The problem:
Which lines in the listing below contain "expected"? Copy each of them.

Data to examine:
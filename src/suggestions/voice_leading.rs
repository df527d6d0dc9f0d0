// Copyright (c) 2026 Robert L. Snyder, Sierra Vista, AZ
// Licensed under the MIT License. See LICENSE file in the project root for details.

//! Voice-leading measures shared by the strategies and the beam search.

use crate::music::Chord;

/// Smoothness of moving from one chord to the next, in 0.0..=1.0
///
/// `0.6 * common_tone_ratio + 0.4 * root_motion`. Root motion is `1 - d/12`
/// for the shorter root distance `d`, plus a bonus keyed on the ascending
/// root interval: 0.2 for 5 or 7, 0.1 for 1 or 2, 0.15 for 3 or 4.
pub fn voice_leading_quality(from: &Chord, to: &Chord) -> f64 {
    let from_pcs = from.pitch_classes();
    let to_pcs = to.pitch_classes();
    let max_common = from_pcs.len().min(to_pcs.len());
    if max_common == 0 {
        return 0.5;
    }
    let common_ratio = from_pcs.intersection(to_pcs).len() as f64 / max_common as f64;

    let up = root_interval(from, to);
    let shorter = up.min(12 - up);
    let bonus = match up {
        5 | 7 => 0.2,
        1 | 2 => 0.1,
        3 | 4 => 0.15,
        _ => 0.0,
    };
    let root_motion = 1.0 - shorter as f64 / 12.0 + bonus;

    (0.6 * common_ratio + 0.4 * root_motion).clamp(0.0, 1.0)
}

/// Ascending interval between two chord roots in semitones (0-11)
pub fn root_interval(from: &Chord, to: &Chord) -> u8 {
    from.root().interval_to(to.root())
}

/// How smooth the bass line is between two chord roots
///
/// Keyed on the ascending interval, so a falling semitone (11) is a leap.
pub fn bass_motion_smoothness(from: &Chord, to: &Chord) -> f64 {
    match root_interval(from, to) {
        0..=2 => 1.0,
        3 | 4 => 0.7,
        5 | 7 => 0.6,
        _ => 0.4,
    }
}

#[cfg(test)]
mod tests {
    use super::*;

    fn chord(symbol: &str) -> Chord {
        Chord::from_symbol(symbol).unwrap()
    }

    #[test]
    fn test_same_chord_is_smooth() {
        assert_eq!(voice_leading_quality(&chord("C"), &chord("C")), 1.0);
    }

    #[test]
    fn test_fifth_motion() {
        // One common tone (G), ascending 7, shorter distance 5
        let q = voice_leading_quality(&chord("C"), &chord("G"));
        let expected = 0.6 * (1.0 / 3.0) + 0.4 * (1.0 - 5.0 / 12.0 + 0.2);
        assert!((q - expected).abs() < 1e-9);
        // Up a fourth scores the same
        let down = voice_leading_quality(&chord("G"), &chord("C"));
        assert!((down - expected).abs() < 1e-9);
    }

    #[test]
    fn test_falling_whole_step_gets_no_step_bonus() {
        // C to Bb is an ascending minor seventh: distance 2, no bonus
        let q = voice_leading_quality(&chord("C"), &chord("Bb"));
        assert!((q - 0.4 * (1.0 - 2.0 / 12.0)).abs() < 1e-9);
        // Bb to C rises a whole step
        let up = voice_leading_quality(&chord("Bb"), &chord("C"));
        assert!((up - 0.4 * (1.0 - 2.0 / 12.0 + 0.1)).abs() < 1e-9);
    }

    #[test]
    fn test_third_bonus_depends_on_direction() {
        let up = voice_leading_quality(&chord("Am"), &chord("C"));
        let down = voice_leading_quality(&chord("C"), &chord("Am"));
        assert!((up - down - 0.4 * 0.15).abs() < 1e-9);
    }

    #[test]
    fn test_tritone_is_roughest() {
        let tritone = voice_leading_quality(&chord("C"), &chord("F#"));
        let step = voice_leading_quality(&chord("C"), &chord("D"));
        assert!(tritone < step);
        assert!((0.0..=1.0).contains(&tritone));
    }

    #[test]
    fn test_bass_smoothness() {
        assert_eq!(bass_motion_smoothness(&chord("C"), &chord("Db")), 1.0);
        assert_eq!(bass_motion_smoothness(&chord("C"), &chord("E")), 0.7);
        assert_eq!(bass_motion_smoothness(&chord("G7"), &chord("C")), 0.6);
        assert_eq!(bass_motion_smoothness(&chord("C"), &chord("G")), 0.6);
        assert_eq!(bass_motion_smoothness(&chord("C"), &chord("F#")), 0.4);
        // Falling a semitone is an ascending major seventh
        assert_eq!(root_interval(&chord("Db7"), &chord("C")), 11);
        assert_eq!(bass_motion_smoothness(&chord("Db7"), &chord("C")), 0.4);
    }
}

Exercise output:
        let expected = 0.6 * (1.0 / 3.0) + 0.4 * (1.0 - 5.0 / 12.0 + 0.2);
        assert!((q - expected).abs() < 1e-9);
        assert!((down - expected).abs() < 1e-9);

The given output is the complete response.